▶ **What this task involves**:
Search the entries for the word "TransactionId". Copy every line that holds it.
====
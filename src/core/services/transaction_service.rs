//! Business logic helpers for managing transactions.

use crate::core::services::ServiceResult;
use crate::ledger::{
    Ledger, Transaction, TransactionDraft, TransactionFilter, TransactionId, TransactionStatus,
};
use crate::time::Clock;

/// Provides validated construction, storage, and status helpers for ledger transactions.
pub struct TransactionService;

impl TransactionService {
    /// Validates `draft` and builds a record with a fresh id. The ledger's records are not touched.
    pub fn construct(
        ledger: &mut Ledger,
        draft: TransactionDraft,
        clock: &dyn Clock,
    ) -> ServiceResult<Transaction> {
        match draft.build(ledger.id_sequence(), clock) {
            Ok(transaction) => Ok(transaction),
            Err(err) => {
                tracing::warn!(ledger = %ledger.name, error = %err, "transaction rejected");
                Err(err.into())
            }
        }
    }

    /// Stores a constructed transaction and returns its identifier.
    pub fn append(ledger: &mut Ledger, transaction: Transaction) -> ServiceResult<TransactionId> {
        ledger.append(transaction)
    }

    /// Constructs and appends in one step.
    pub fn record(
        ledger: &mut Ledger,
        draft: TransactionDraft,
        clock: &dyn Clock,
    ) -> ServiceResult<TransactionId> {
        let transaction = Self::construct(ledger, draft, clock)?;
        Self::append(ledger, transaction)
    }

    /// Flips the status of `id` and returns a copy of the updated record.
    pub fn toggle_status(ledger: &mut Ledger, id: TransactionId) -> ServiceResult<Transaction> {
        ledger.toggle_status(id).cloned()
    }

    pub fn set_status(
        ledger: &mut Ledger,
        id: TransactionId,
        status: TransactionStatus,
    ) -> ServiceResult<Transaction> {
        ledger.set_status(id, status).cloned()
    }

    /// Returns a snapshot of the ledger's transactions.
    pub fn list(ledger: &Ledger) -> Vec<&Transaction> {
        ledger.all().iter().collect()
    }

    pub fn filtered<'a>(ledger: &'a Ledger, filter: &TransactionFilter) -> Vec<&'a Transaction> {
        filter.apply(ledger.all())
    }
}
====
▶ **Result of this task**:
    Ledger, Transaction, TransactionDraft, TransactionFilter, TransactionId, TransactionStatus,
    pub fn append(ledger: &mut Ledger, transaction: Transaction) -> ServiceResult<TransactionId> {
    ) -> ServiceResult<TransactionId> {
    pub fn toggle_status(ledger: &mut Ledger, id: TransactionId) -> ServiceResult<Transaction> {
        id: TransactionId,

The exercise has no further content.